Her parents dressed respectably -- I'll presume that the older couple seen with her are her parents (DB).
Her family looked happy when Angelus first saw them (DB).
She "had the Sight" at the time Darla found her and before Angelus began to stalk her (DB).
Her family don't take umbrage when she hurries them along the street away from Angelus and Darla (DB).
Angelus slaughtered the nuns at Drusilla's convent rather messily and then cornered her in a room, where Darla joined him. The vampires started to have sex in front of the hysterical Dru. Drusilla was wearing a plain dress and a pair of boots. Darla had thought that he'd already killed Dru (DB).
What can we infer?
Her accent. As far as I know -- and I'd welcome any comment here as elsewhere -- her accent places an upper bound on her social class. A fully middle class woman might well have had a regional accent, but it would be a posh regional accent (such as Edinburgh's Morningside vowels). Her accent also indicates that she grew up in or around London's East End.
Clothing. To my untutored eye, the clothing of Dru and her (presumed) family is of good quality and entirely respectable. This indicates a reasonable income. Despite her accent, Dru's family weren't poor but prosperous. This suggests a social class of the skilled artisan: watchmakers, jewellery makers, cabinet makers and so on. The income of such people could easily be in the same range as lower middle class clerks (30-35 shillings a week on average, more if they were particularly skilled).
Her literacy. This doesn't tell us anything as literacy rates were already high by the 1860s and we already know she wasn't dirt-poor,
Her church attendance. While mid-Victorian Britain boasted much higher rates of church attendance than the present day, it's also true that attendance rates were lowest in London, and its East End had some of the country's lowest rates of attendance of the Church of England (my source estimates a measly 6-12%). I'd expect a respectable upper working-class family to go to church, although I don't have a breakdown of religious attendance by social class (and there may simply be no available data on this).
Her confession.
peasant_ has pointed out to me that Dru's confession doesn't necessarily mean that she's Catholic; the so-called Anglo-Catholic movement was strong in the mid-Victorian period, and some Church of England congregations took confession. I don't have any statistics on the breakdown by class and geography of Anglo-Catholics, so although I know that most Catholics in England at this time were Irish working-class, I don't know if it's statistically more likely for her to be Anglo-Catholic Church of England or English Roman Catholic. I should point out that most English laws against Catholics had been repealed in 1829, although that hardly stamped out anti-Catholicism.

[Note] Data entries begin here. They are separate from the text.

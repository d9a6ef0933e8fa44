//! Value types for tools, resources and content.
//!
//! - **Tools**: callable functions a server exposes, with a JSON Schema
//!   describing their arguments
//! - **Resources**: addressable data, either static URIs or URI templates
//!   with `{param}` placeholders
//! - **Content**: the payload returned by tool calls

pub mod content;
pub mod resource;
pub mod tool;

pub use content::*;
pub use resource::*;
pub use tool::*;
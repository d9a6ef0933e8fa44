//! Async testing utilities.
//!
//! Timeout wrappers for tests that wait on teardown running elsewhere, such
//! as releases handed to a background task when a stack is dropped.

use std::future::Future;
use std::time::Duration;

/// Default timeout for async operations in tests.
pub const DEFAULT_TIMEOUT: Duration = Duration::from_secs(5);

/// Run a future with a timeout.
///
/// # Panics
///
/// Panics if the future does not complete within the timeout.
pub async fn with_timeout<T, F>(timeout: Duration, future: F) -> T
where
    F: Future<Output = T>,
{
    tokio::time::timeout(timeout, future)
        .await
        .expect("Test timed out")
}

/// Run a future with [`DEFAULT_TIMEOUT`].
///
/// # Panics
///
/// Panics if the future does not complete within the timeout.
pub async fn with_default_timeout<T, F>(future: F) -> T
where
    F: Future<Output = T>,
{
    with_timeout(DEFAULT_TIMEOUT, future).await
}

/// Assert that a future does not complete within `timeout`.
///
/// # Panics
///
/// Panics if the future completes before the timeout.
pub async fn assert_times_out<T, F>(timeout: Duration, future: F)
where
    F: Future<Output = T>,
{
    let result = tokio::time::timeout(timeout, future).await;
    assert!(
        result.is_err(),
        "Expected operation to time out, but it completed"
    );
}

/// Wait for a condition to become true.
///
/// Polls `condition` every `interval` until it holds or `timeout` elapses.
///
/// # Panics
///
/// Panics if the condition is not met within the timeout.
pub async fn wait_for<F>(timeout: Duration, interval: Duration, mut condition: F)
where
    F: FnMut() -> bool,
{
    let start = tokio::time::Instant::now();
    while !condition() {
        assert!(
            start.elapsed() <= timeout,
            "Condition not met within timeout"
        );
        tokio::time::sleep(interval).await;
    }
}

#[cfg(test)]
mod tests {
    use super::*;
    use std::sync::Arc;
    use std::sync::atomic::{AtomicBool, Ordering};

    #[tokio::test]
    async fn test_with_timeout_completes() {
        let value = with_timeout(Duration::from_secs(1), async { 42 }).await;
        assert_eq!(value, 42);
    }

    #[tokio::test(start_paused = true)]
    async fn test_assert_times_out() {
        assert_times_out(
            Duration::from_millis(10),
            tokio::time::sleep(Duration::from_secs(1)),
        )
        .await;
    }

    #[tokio::test]
    async fn test_wait_for_background_flag() {
        let flag = Arc::new(AtomicBool::new(false));
        let setter = Arc::clone(&flag);
        tokio::spawn(async move { setter.store(true, Ordering::SeqCst) });

        wait_for(Duration::from_secs(1), Duration::from_millis(5), || {
            flag.load(Ordering::SeqCst)
        })
        .await;
    }
}
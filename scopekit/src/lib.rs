//! # scopekit
//!
//! Scoped async resource management for Rust.
//!
//! A [`ResourceStack`] owns a set of resources whose number and kind are
//! decided at runtime. Each acquisition registers a release action; closing
//! the stack runs those actions most recent first, exactly once, even when
//! some of them fail or panic. [`scoped`] ties a stack to a block of async
//! code so it is closed on success, on error and on panic.
//!
//! The rest of the workspace is built on that primitive: an in-memory
//! transport whose `connect`/`close` pair is the natural acquire/release
//! pair, a small tool and resource server (with the sample document
//! server), and a client that keeps its transport and session on a stack.
//!
//! # Quick Start
//!
//! ```rust
//! use futures::FutureExt;
//! use scopekit::prelude::*;
//!
//! # #[tokio::main(flavor = "current_thread")]
//! # async fn main() {
//! let outcome = scoped(|stack| {
//!     async move {
//!         let a = stack
//!             .acquire("A", || async {
//!                 println!("ENTER: A");
//!                 Ok::<_, std::io::Error>(Acquired::new("A", || async { println!("EXIT: A") }))
//!             })
//!             .await?;
//!         stack.defer("cleanup", || async { println!("Clean up function called") })?;
//!         Ok::<_, StackError>(a)
//!     }
//!     .boxed()
//! })
//! .await;
//!
//! assert!(matches!(outcome, Ok("A")));
//! # }
//! ```
//!
//! # Crates
//!
//! | Crate | Contents |
//! |-------|----------|
//! | `scopekit-core` | stacks, scopes, errors, protocol types |
//! | `scopekit-transport` | connector and transport traits, in-memory transport |
//! | `scopekit-server` | tool/resource registries, server, document server |
//! | `scopekit-client` | stack-managed client |
//!
//! # Feature Flags
//!
//! - `server` (default): the server crate, as [`server`]
//! - `client` (default): the client crate, as [`client`]
//! - `tokio-runtime` (default): drop-time teardown on tokio and the
//!   in-memory transport
//! - `fancy-errors`: miette's fancy diagnostic output

#![deny(missing_docs)]
#![warn(clippy::all)]
#![warn(clippy::pedantic)]
#![warn(clippy::unwrap_used)]
#![warn(clippy::must_use_candidate)]
#![allow(clippy::module_name_repetitions)]

// Re-export all public items from core
pub use scopekit_core::*;

// Re-export transport types
pub use scopekit_transport::{Connector, Service, Transport, TransportError, TransportMetadata};

pub mod prelude;

/// Transport module re-exports
pub mod transport {
    //! Transport layer types.
    pub use scopekit_transport::*;
}

/// Server module re-exports
#[cfg(feature = "server")]
pub mod server {
    //! Server implementation types.
    pub use scopekit_server::*;
}

/// Client module re-exports
#[cfg(feature = "client")]
pub mod client {
    //! Client implementation types.
    pub use scopekit_client::*;
}

#[cfg(test)]
mod tests {
    #[test]
    fn test_prelude_imports() {
        use crate::prelude::*;
        let _ = std::any::type_name::<ResourceStack>();
        let _ = std::any::type_name::<SessionError>();
    }
}
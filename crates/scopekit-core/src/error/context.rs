//! Context extension trait for error handling.

use super::session::SessionError;

/// Extension trait for adding context to `Result` types.
///
/// This provides `anyhow`-style context methods while preserving the
/// typed error system.
pub trait SessionResultExt<T> {
    /// Add context to an error.
    fn context<C: Into<String>>(self, context: C) -> Result<T, SessionError>;

    /// Add context lazily (only evaluated on error).
    fn with_context<C, F>(self, f: F) -> Result<T, SessionError>
    where
        C: Into<String>,
        F: FnOnce() -> C;
}

impl<T, E> SessionResultExt<T> for Result<T, E>
where
    E: Into<SessionError>,
{
    fn context<C: Into<String>>(self, context: C) -> Result<T, SessionError> {
        self.map_err(|e| SessionError::WithContext {
            context: context.into(),
            source: Box::new(e.into()),
        })
    }

    fn with_context<C, F>(self, f: F) -> Result<T, SessionError>
    where
        C: Into<String>,
        F: FnOnce() -> C,
    {
        self.map_err(|e| SessionError::WithContext {
            context: f().into(),
            source: Box::new(e.into()),
        })
    }
}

It's interesting that Dru doesn't seem to expect to recognise the voice of her confessor.
peasant_ has commented elsewhere on the rural look of the church, so I wonder whether she was away from home, perhaps visiting relatives on the outskirts of London, some part where she would be more likely to meet miners. It also makes me wonder how Angelus tracked her there, given that it's broad daylight outside.
Pomegranates. Although available, these were still considered exotic fruits in the mid-Victorian period, so Little Anne's fondness for them again suggests that some luxuries were possible for Dru's family.
Madness and visions. When Dru makes her confession, it's her visions that she's distressed about (so Angelus may not have yet started to kill "everybody she loved"). The type of vision she gets is very reminiscent of those of Doyle and then Cordy -- warnings of preventable deaths. Could Dru have suffered from the same physiological effects that almost killed Cordy? The living Dru seems rather sheltered and fragile to me and I do wonder whether this uninvited awareness of sudden death started to unhinge her well before Angelus got to her. Dru's madness (after vamping) is often shown to be due to a sort of simultaneity, where she can't differentiate between timelines or lucidly express her foreknowledge of events. She speaks in bad metaphors all the time. Perhaps her poor brain simply can't process the amount of information that's thrown at it. Firefly's River is an interesting contrast here, as a woman so intelligent that she may be beginning to make sense of vast amounts of precog data.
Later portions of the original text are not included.